Give the data again in its entirety, exactly as provided.

Saved data entries:
**********

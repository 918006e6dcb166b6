//! Storage collaborator for stage artifacts.
//!
//! `task-harness` writes worker output under deterministic keys and hands
//! back a reference the next stage (or an operator, via the REST facade)
//! can resolve. Implementations target local disk for a single-host
//! deployment; a networked object store is a drop-in swap behind the same
//! trait.

use std::path::PathBuf;

use async_trait::async_trait;

#[derive(Debug, thiserror::Error)]
pub enum ObjectStorageError {
    #[error("io error: {0}")]
    Io(#[from] std::io::Error),

    #[error("invalid object reference: {0}")]
    InvalidRef(String),

    #[error("object not found: {0}")]
    NotFound(String),
}

/// Where task-harness and workers put and fetch stage artifacts.
#[async_trait]
pub trait ObjectStorage: Send + Sync {
    /// Upload `content` under `key`, returning an opaque reference.
    async fn upload(&self, key: &str, content: &[u8]) -> Result<String, ObjectStorageError>;

    /// Download the content behind a reference returned by `upload`.
    async fn download(&self, object_ref: &str) -> Result<Vec<u8>, ObjectStorageError>;

    async fn delete(&self, object_ref: &str) -> Result<(), ObjectStorageError>;

    /// List references stored under a key prefix, e.g. a job's scratch
    /// namespace.
    async fn list(&self, prefix: &str) -> Result<Vec<String>, ObjectStorageError>;

    /// A URL an external client (the REST facade's caller) can use to fetch
    /// the object directly, if this backend supports one.
    async fn url_for(&self, _object_ref: &str) -> Result<Option<String>, ObjectStorageError> {
        Ok(None)
    }

    async fn exists(&self, object_ref: &str) -> Result<bool, ObjectStorageError>;
}

/// Filesystem-backed reference implementation. References are `file://`
/// URIs rooted at `base_path`.
pub struct LocalObjectStorage {
    base_path: PathBuf,
}

impl LocalObjectStorage {
    pub fn new(base_path: impl Into<PathBuf>) -> Self {
        Self {
            base_path: base_path.into(),
        }
    }

    fn path_for_key(&self, key: &str) -> PathBuf {
        self.base_path.join(key)
    }

    fn path_from_ref(&self, object_ref: &str) -> Result<PathBuf, ObjectStorageError> {
        object_ref
            .strip_prefix("file://")
            .map(PathBuf::from)
            .ok_or_else(|| ObjectStorageError::InvalidRef(object_ref.to_string()))
    }
}

#[async_trait]
impl ObjectStorage for LocalObjectStorage {
    async fn upload(&self, key: &str, content: &[u8]) -> Result<String, ObjectStorageError> {
        let path = self.path_for_key(key);
        if let Some(parent) = path.parent() {
            tokio::fs::create_dir_all(parent).await?;
        }
        tokio::fs::write(&path, content).await?;
        Ok(format!("file://{}", path.display()))
    }

    async fn download(&self, object_ref: &str) -> Result<Vec<u8>, ObjectStorageError> {
        let path = self.path_from_ref(object_ref)?;
        if !path.exists() {
            return Err(ObjectStorageError::NotFound(object_ref.to_string()));
        }
        Ok(tokio::fs::read(path).await?)
    }

    async fn delete(&self, object_ref: &str) -> Result<(), ObjectStorageError> {
        let path = self.path_from_ref(object_ref)?;
        if path.exists() {
            tokio::fs::remove_file(path).await?;
        }
        Ok(())
    }

    async fn list(&self, prefix: &str) -> Result<Vec<String>, ObjectStorageError> {
        let dir = self.path_for_key(prefix);
        if !dir.exists() {
            return Ok(Vec::new());
        }
        let mut entries = tokio::fs::read_dir(&dir).await?;
        let mut refs = Vec::new();
        while let Some(entry) = entries.next_entry().await? {
            refs.push(format!("file://{}", entry.path().display()));
        }
        refs.sort();
        Ok(refs)
    }

    async fn exists(&self, object_ref: &str) -> Result<bool, ObjectStorageError> {
        let path = self.path_from_ref(object_ref)?;
        Ok(path.exists())
    }
}

#[cfg(test)]
pub struct InMemoryObjectStorage {
    objects: std::sync::Arc<tokio::sync::RwLock<std::collections::HashMap<String, Vec<u8>>>>,
}

#[cfg(test)]
impl InMemoryObjectStorage {
    pub fn new() -> Self {
        Self {
            objects: std::sync::Arc::new(tokio::sync::RwLock::new(std::collections::HashMap::new())),
        }
    }
}

#[cfg(test)]
#[async_trait]
impl ObjectStorage for InMemoryObjectStorage {
    async fn upload(&self, key: &str, content: &[u8]) -> Result<String, ObjectStorageError> {
        let object_ref = format!("memory://{key}");
        self.objects.write().await.insert(object_ref.clone(), content.to_vec());
        Ok(object_ref)
    }

    async fn download(&self, object_ref: &str) -> Result<Vec<u8>, ObjectStorageError> {
        self.objects
            .read()
            .await
            .get(object_ref)
            .cloned()
            .ok_or_else(|| ObjectStorageError::NotFound(object_ref.to_string()))
    }

    async fn delete(&self, object_ref: &str) -> Result<(), ObjectStorageError> {
        self.objects.write().await.remove(object_ref);
        Ok(())
    }

    async fn list(&self, prefix: &str) -> Result<Vec<String>, ObjectStorageError> {
        let mut refs: Vec<String> = self
            .objects
            .read()
            .await
            .keys()
            .filter(|k| k.starts_with(&format!("memory://{prefix}")))
            .cloned()
            .collect();
        refs.sort();
        Ok(refs)
    }

    async fn exists(&self, object_ref: &str) -> Result<bool, ObjectStorageError> {
        Ok(self.objects.read().await.contains_key(object_ref))
    }
}

#[cfg(test)]
mod tests {
    use super::*;
    use tempfile::TempDir;

    #[tokio::test]
    async fn local_store_roundtrips_through_a_file_uri() {
        let temp_dir = TempDir::new().unwrap();
        let store = LocalObjectStorage::new(temp_dir.path());

        let object_ref = store.upload("jobs/1a2b3c4d/0_fetch/out.bin", b"hello").await.unwrap();
        assert!(object_ref.starts_with("file://"));
        assert!(store.exists(&object_ref).await.unwrap());
        assert_eq!(store.download(&object_ref).await.unwrap(), b"hello");

        store.delete(&object_ref).await.unwrap();
        assert!(!store.exists(&object_ref).await.unwrap());
    }

    #[tokio::test]
    async fn local_store_lists_a_job_prefix() {
        let temp_dir = TempDir::new().unwrap();
        let store = LocalObjectStorage::new(temp_dir.path());
        store.upload("jobs/1a2b3c4d/0_fetch/a.bin", b"a").await.unwrap();
        store.upload("jobs/1a2b3c4d/0_fetch/b.bin", b"b").await.unwrap();

        let refs = store.list("jobs/1a2b3c4d/0_fetch").await.unwrap();
        assert_eq!(refs.len(), 2);
    }

    #[tokio::test]
    async fn missing_reference_is_not_found() {
        let store = InMemoryObjectStorage::new();
        let result = store.download("memory://nope").await;
        assert!(matches!(result, Err(ObjectStorageError::NotFound(_))));
    }
}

**********

Solution for this problem
repository 918006e6dcb166b6
//! Storage collaborator for stage artifacts.
//!
//! `task-harness` writes worker output under deterministic keys and hands
//! back a reference the next stage (or an operator, via the REST facade)
//! can resolve. Implementations target local disk for a single-host
//! deployment; a networked object store is a drop-in swap behind the same
//! trait.

use std::path::PathBuf;

use async_trait::async_trait;

#[derive(Debug, thiserror::Error)]
pub enum ObjectStorageError {
    #[error("io error: {0}")]
    Io(#[from] std::io::Error),

    #[error("invalid object reference: {0}")]
    InvalidRef(String),

    #[error("object not found: {0}")]
    NotFound(String),
}

/// Where task-harness and workers put and fetch stage artifacts.
#[async_trait]
pub trait ObjectStorage: Send + Sync {
    /// Upload `content` under `key`, returning an opaque reference.
    async fn upload(&self, key: &str, content: &[u8]) -> Result<String, ObjectStorageError>;

    /// Download the content behind a reference returned by `upload`.
    async fn download(&self, object_ref: &str) -> Result<Vec<u8>, ObjectStorageError>;

    async fn delete(&self, object_ref: &str) -> Result<(), ObjectStorageError>;

    /// List references stored under a key prefix, e.g. a job's scratch
    /// namespace.
    async fn list(&self, prefix: &str) -> Result<Vec<String>, ObjectStorageError>;

    /// A URL an external client (the REST facade's caller) can use to fetch
    /// the object directly, if this backend supports one.
    async fn url_for(&self, _object_ref: &str) -> Result<Option<String>, ObjectStorageError> {
        Ok(None)
    }

    async fn exists(&self, object_ref: &str) -> Result<bool, ObjectStorageError>;
}

/// Filesystem-backed reference implementation. References are `file://`
/// URIs rooted at `base_path`.
pub struct LocalObjectStorage {
    base_path: PathBuf,
}

impl LocalObjectStorage {
    pub fn new(base_path: impl Into<PathBuf>) -> Self {
        Self {
            base_path: base_path.into(),
        }
    }

    fn path_for_key(&self, key: &str) -> PathBuf {
        self.base_path.join(key)
    }

    fn path_from_ref(&self, object_ref: &str) -> Result<PathBuf, ObjectStorageError> {
        object_ref
            .strip_prefix("file://")
            .map(PathBuf::from)
            .ok_or_else(|| ObjectStorageError::InvalidRef(object_ref.to_string()))
    }
}

#[async_trait]
impl ObjectStorage for LocalObjectStorage {
    async fn upload(&self, key: &str, content: &[u8]) -> Result<String, ObjectStorageError> {
        let path = self.path_for_key(key);
        if let Some(parent) = path.parent() {
            tokio::fs::create_dir_all(parent).await?;
        }
        tokio::fs::write(&path, content).await?;
        Ok(format!("file://{}", path.display()))
    }

    async fn download(&self, object_ref: &str) -> Result<Vec<u8>, ObjectStorageError> {
        let path = self.path_from_ref(object_ref)?;
        if !path.exists() {
            return Err(ObjectStorageError::NotFound(object_ref.to_string()));
        }
        Ok(tokio::fs::read(path).await?)
    }

    async fn delete(&self, object_ref: &str) -> Result<(), ObjectStorageError> {
        let path = self.path_from_ref(object_ref)?;
        if path.exists() {
            tokio::fs::remove_file(path).await?;
        }
        Ok(())
    }

    async fn list(&self, prefix: &str) -> Result<Vec<String>, ObjectStorageError> {
        let dir = self.path_for_key(prefix);
        if !dir.exists() {
            return Ok(Vec::new());
        }
        let mut entries = tokio::fs::read_dir(&dir).await?;
        let mut refs = Vec::new();
        while let Some(entry) = entries.next_entry().await? {
            refs.push(format!("file://{}", entry.path().display()));
        }
        refs.sort();
        Ok(refs)
    }

    async fn exists(&self, object_ref: &str) -> Result<bool, ObjectStorageError> {
        let path = self.path_from_ref(object_ref)?;
        Ok(path.exists())
    }
}

#[cfg(test)]
pub struct InMemoryObjectStorage {
    objects: std::sync::Arc<tokio::sync::RwLock<std::collections::HashMap<String, Vec<u8>>>>,
}

#[cfg(test)]
impl InMemoryObjectStorage {
    pub fn new() -> Self {
        Self {
            objects: std::sync::Arc::new(tokio::sync::RwLock::new(std::collections::HashMap::new())),
        }
    }
}

#[cfg(test)]
#[async_trait]
impl ObjectStorage for InMemoryObjectStorage {
    async fn upload(&self, key: &str, content: &[u8]) -> Result<String, ObjectStorageError> {
        let object_ref = format!("memory://{key}");
        self.objects.write().await.insert(object_ref.clone(), content.to_vec());
        Ok(object_ref)
    }

    async fn download(&self, object_ref: &str) -> Result<Vec<u8>, ObjectStorageError> {
        self.objects
            .read()
            .await
            .get(object_ref)
            .cloned()
            .ok_or_else(|| ObjectStorageError::NotFound(object_ref.to_string()))
    }

    async fn delete(&self, object_ref: &str) -> Result<(), ObjectStorageError> {
        self.objects.write().await.remove(object_ref);
        Ok(())
    }

    async fn list(&self, prefix: &str) -> Result<Vec<String>, ObjectStorageError> {
        let mut refs: Vec<String> = self
            .objects
            .read()
            .await
            .keys()
            .filter(|k| k.starts_with(&format!("memory://{prefix}")))
            .cloned()
            .collect();
        refs.sort();
        Ok(refs)
    }

    async fn exists(&self, object_ref: &str) -> Result<bool, ObjectStorageError> {
        Ok(self.objects.read().await.contains_key(object_ref))
    }
}

#[cfg(test)]
mod tests {
    use super::*;
    use tempfile::TempDir;

    #[tokio::test]
    async fn local_store_roundtrips_through_a_file_uri() {
        let temp_dir = TempDir::new().unwrap();
        let store = LocalObjectStorage::new(temp_dir.path());

        let object_ref = store.upload("jobs/1a2b3c4d/0_fetch/out.bin", b"hello").await.unwrap();
        assert!(object_ref.starts_with("file://"));
        assert!(store.exists(&object_ref).await.unwrap());
        assert_eq!(store.download(&object_ref).await.unwrap(), b"hello");

        store.delete(&object_ref).await.unwrap();
        assert!(!store.exists(&object_ref).await.unwrap());
    }

    #[tokio::test]
    async fn local_store_lists_a_job_prefix() {
        let temp_dir = TempDir::new().unwrap();
        let store = LocalObjectStorage::new(temp_dir.path());
        store.upload("jobs/1a2b3c4d/0_fetch/a.bin", b"a").await.unwrap();
        store.upload("jobs/1a2b3c4d/0_fetch/b.bin", b"b").await.unwrap();

        let refs = store.list("jobs/1a2b3c4d/0_fetch").await.unwrap();
        assert_eq!(refs.len(), 2);
    }

    #[tokio::test]
    async fn missing_reference_is_not_found() {
        let store = InMemoryObjectStorage::new();
        let result = store.download("memory://nope").await;
        assert!(matches!(result, Err(ObjectStorageError::NotFound(_))));
    }
}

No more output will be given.